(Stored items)
//! SEO ranking of keywords by YouTube search engagement.
//!
//! Each keyword is searched in turn; the engagement of videos whose title or
//! description mention the keyword becomes its raw score, which is then
//! normalized against the best keyword in the batch.

mod scoring;
mod youtube;

pub use scoring::{normalize_and_sort, raw_score, relevance_score};
pub use youtube::YoutubeSearch;

use crate::config::FailurePolicy;
use crate::error::Result;
use async_trait::async_trait;
use serde::{Deserialize, Serialize};
use std::sync::Arc;
use tracing::{debug, info, instrument, warn};

/// Metadata of one search result, fetched per keyword and never persisted.
#[derive(Debug, Clone, PartialEq, Eq, Serialize, Deserialize)]
pub struct VideoMetadata {
    pub video_id: String,
    pub title: String,
    pub description: String,
    pub view_count: u64,
    pub like_count: u64,
    pub comment_count: u64,
}

impl VideoMetadata {
    /// Views + likes + comments.
    pub fn engagement(&self) -> u64 {
        self.view_count
            .saturating_add(self.like_count)
            .saturating_add(self.comment_count)
    }
}

/// Score of one keyword within a ranked batch.
#[derive(Debug, Clone, PartialEq, Serialize, Deserialize)]
pub struct KeywordScore {
    pub keyword: String,
    pub raw_score: u64,
    /// 0 to 100, relative to the best keyword in the batch.
    pub normalized_score: f64,
}

/// A keyword whose external lookup failed.
#[derive(Debug, Clone, PartialEq, Eq, Serialize, Deserialize)]
pub struct KeywordFailure {
    pub keyword: String,
    pub error: String,
}

/// Ranked keywords plus any keywords that could not be scored.
#[derive(Debug, Clone, Default, PartialEq, Serialize, Deserialize)]
pub struct Ranking {
    /// Sorted by `normalized_score`, descending.
    pub scores: Vec<KeywordScore>,
    #[serde(default, skip_serializing_if = "Vec::is_empty")]
    pub failures: Vec<KeywordFailure>,
}

impl Ranking {
    /// Keywords in ranked order.
    pub fn keywords(&self) -> Vec<String> {
        self.scores.iter().map(|s| s.keyword.clone()).collect()
    }

    pub fn is_empty(&self) -> bool {
        self.scores.is_empty() && self.failures.is_empty()
    }
}

/// Trait for video search providers.
#[async_trait]
pub trait VideoSearch: Send + Sync {
    /// Search videos for `keyword`, returning at most `max_results` with statistics.
    async fn search(&self, keyword: &str, max_results: u32) -> Result<Vec<VideoMetadata>>;
}

/// Ranks keyword batches using a [`VideoSearch`] provider.
pub struct SeoRanker {
    search: Arc<dyn VideoSearch>,
    max_results: u32,
    policy: FailurePolicy,
}

impl SeoRanker {
    pub fn new(search: Arc<dyn VideoSearch>, max_results: u32, policy: FailurePolicy) -> Self {
        Self {
            search,
            max_results,
            policy,
        }
    }

    /// Rank `keywords`. Searches run one keyword at a time, in order.
    ///
    /// With [`FailurePolicy::Abort`] the first search failure is returned as the
    /// error for the whole batch. With [`FailurePolicy::Isolate`] the failing
    /// keyword is listed in [`Ranking::failures`] and left out of normalization.
    #[instrument(skip(self, keywords), fields(count = keywords.len(), policy = %self.policy))]
    pub async fn rank(&self, keywords: &[String]) -> Result<Ranking> {
        let mut raw = Vec::with_capacity(keywords.len());
        let mut failures = Vec::new();

        for keyword in keywords {
            match self.search.search(keyword, self.max_results).await {
                Ok(videos) => {
                    let score = raw_score(keyword, &videos);
                    debug!("{}: {} videos, raw score {}", keyword, videos.len(), score);
                    raw.push((keyword.clone(), score));
                }
                Err(e) if self.policy == FailurePolicy::Isolate => {
                    warn!("Search failed for '{}': {}", keyword, e);
                    failures.push(KeywordFailure {
                        keyword: keyword.clone(),
                        error: e.to_string(),
                    });
                }
                Err(e) => return Err(e),
            }
        }

        let scores = normalize_and_sort(raw);
        info!("Ranked {} keywords ({} failed)", scores.len(), failures.len());

        Ok(Ranking { scores, failures })
    }
}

Work request →
Read through the entries and copy every line that includes "scoring".

Task response →
mod scoring;
pub use scoring::{normalize_and_sort, raw_score, relevance_score};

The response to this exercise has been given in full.